[Numpy-discussion] un-silencing Numpy's deprecation warnings

Robert Kern robert.kern at gmail.com
Tue May 22 06:06:50 EDT 2012

On Tue, May 22, 2012 at 9:27 AM, Nathaniel Smith <njs at pobox.com> wrote:
> So starting in Python 2.7 and 3.2, the Python developers have made
> DeprecationWarnings invisible by default:
>  http://docs.python.org/whatsnew/2.7.html#the-future-for-python-2-x
>  http://mail.python.org/pipermail/stdlib-sig/2009-November/000789.html
>  http://bugs.python.org/issue7319
> The only way to see them is to explicitly request them by running
> Python with -Wd.
> The logic seems to be that between the end-of-development for 2.7 and
> the moratorium on 3.2 changes, there were a *lot* of added
> deprecations that were annoying people, and deprecations in the Python
> stdlib mean "this code is probably sub-optimal but it will still
> continue to work indefinitely".

That's not quite it, I think, since this change was also made in
Python 3.2 and will remain for all future versions of Python.
DeprecationWarning *is* used for things that will definitely be going
away, not just things that are no longer recommended but will continue
to live. Note that the 3.2 moratorium was for changes to the language
proper. The point was to encourage stdlib development, including the
removal of deprecated code. It was not a moratorium on removing
deprecated things. The silencing discussion just came up first in a
discussion on the moratorium.

The main problem they were running into was that the people who saw
these warnings the most were not people directly using the deprecated
features; they were users of packages written by third parties that
used the deprecated features. Those people can't do anything to fix
the problem, and many of them think that something is broken when they
see the warning (I don't know why people do this, but they do). This
problem is exacerbated by the standard library's position as a
standard library. It's at the base of everyone's stack so these
indirect effects are quite frequent, quite possibly the majority case.
Users would use a newer version of Python library than the third party
developer tested on and see these errors instead of the developer.

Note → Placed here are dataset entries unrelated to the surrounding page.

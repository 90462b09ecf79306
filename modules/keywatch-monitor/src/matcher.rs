/// Keywords from `keywords` that occur in `text`, compared case-insensitively
/// as plain substrings. Output follows the order of `keywords`; a keyword
/// listed twice (in any casing) is reported once, and blank keywords never match.
pub fn match_keywords(text: &str, keywords: &[String]) -> Vec<String> {
    if text.is_empty() {
        return Vec::new();
    }

    let haystack = text.to_lowercase();
    let mut found: Vec<String> = Vec::new();
    let mut found_lower: Vec<String> = Vec::new();

    for keyword in keywords {
        let needle = keyword.trim().to_lowercase();
        if needle.is_empty() || found_lower.contains(&needle) {
            continue;
        }
        if haystack.contains(&needle) {
            found.push(keyword.clone());
            found_lower.push(needle);
        }
    }

    found
}
use std::time::Duration;

use reqwest::header::{HeaderMap, HeaderValue, AUTHORIZATION, CONTENT_TYPE};
use tracing::debug;

use super::types::*;
use crate::error::{AiError, Result};
use crate::util::truncate_to_char_boundary;

const OPENROUTER_API_URL: &str = "https://openrouter.ai/api/v1";

/// Upper bound on how much of an error body is carried into `AiError::Api`.
const MAX_ERROR_BODY_BYTES: usize = 200;

/// HTTP side of [`OpenRouter`](super::OpenRouter). Holds one connection pool
/// for the lifetime of the client.
#[derive(Clone)]
pub(crate) struct OpenRouterClient {
    api_key: String,
    http: reqwest::Client,
    pub(crate) base_url: String,
    pub(crate) app_name: Option<String>,
    pub(crate) site_url: Option<String>,
}

impl OpenRouterClient {
    pub fn new(api_key: String) -> Self {
        Self {
            api_key,
            http: reqwest::Client::new(),
            base_url: OPENROUTER_API_URL.to_string(),
            app_name: None,
            site_url: None,
        }
    }

    pub fn has_key(&self) -> bool {
        !self.api_key.trim().is_empty()
    }

    fn headers(&self) -> Result<HeaderMap> {
        let mut headers = HeaderMap::new();
        let bearer = HeaderValue::from_str(&format!("Bearer {}", self.api_key))
            .map_err(|e| AiError::Config(format!("invalid API key header: {e}")))?;
        headers.insert(AUTHORIZATION, bearer);
        headers.insert(CONTENT_TYPE, HeaderValue::from_static("application/json"));

        if let Some(ref url) = self.site_url {
            if let Ok(val) = HeaderValue::from_str(url) {
                headers.insert("HTTP-Referer", val);
            }
        }

        if let Some(ref name) = self.app_name {
            if let Ok(val) = HeaderValue::from_str(name) {
                headers.insert("X-Title", val);
            }
        }

        Ok(headers)
    }

    pub async fn chat(&self, request: &ChatRequest, timeout: Duration) -> Result<ChatResponse> {
        let url = format!("{}/chat/completions", self.base_url);

        debug!(model = %request.model, "OpenRouter chat request");

        let response = self
            .http
            .post(&url)
            .headers(self.headers()?)
            .timeout(timeout)
            .json(request)
            .send()
            .await?;

        let status = response.status();
        if !status.is_success() {
            let body = response.text().await.unwrap_or_default();
            return Err(AiError::Api {
                status: status.as_u16(),
                message: truncate_to_char_boundary(&body, MAX_ERROR_BODY_BYTES).to_string(),
            });
        }

        let body = response.text().await?;
        Ok(serde_json::from_str(&body)?)
    }
}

I think this concern is fairly general and applies to numpy nearly as
much as it does the standard library. It is at the bottom of many
people's stacks. Someone calling matplotlib.pyplot.plot() should not
see a DeprecationWarning from numpy.

> So they consider that deprecation
> warnings are like a lint tool for conscientious developers who
> remember to test their code with -Wd, but not something to bother
> users with.
> In Numpy, the majority of our users are actually (relatively
> unsophisticated) developers,

Whether they sometimes wear a developer hat or not isn't the relevant
distinction. The question to ask is, "Are they the ones writing the
code that directly uses the deprecated features?"

> and we don't plan to support deprecated
> features indefinitely.

Again, this is not relevant. The silencing of DeprecationWarnings was
not driven by this.

> Our deprecations seem to better match what
> Python calls a "FutureWarning": "warnings about constructs that will
> change semantically in the future."
>  http://docs.python.org/library/warnings.html#warning-categories
> FutureWarning is displayed by default, and available in all versions of Python.
> So maybe we should change all our DeprecationWarnings into
> FutureWarnings (or at least the ones that we actually plan to follow
> through on). Thoughts?

Using FutureWarning for deprecated functions (i.e. functions that will
disappear in future releases) is an abuse of the semantics.
FutureWarning is for things like the numpy.histogram() changes from a
few years ago: changes in default arguments that will change the
semantics of a given function call. Some of our DeprecationWarnings
possibly should be FutureWarnings, but most shouldn't I don't think.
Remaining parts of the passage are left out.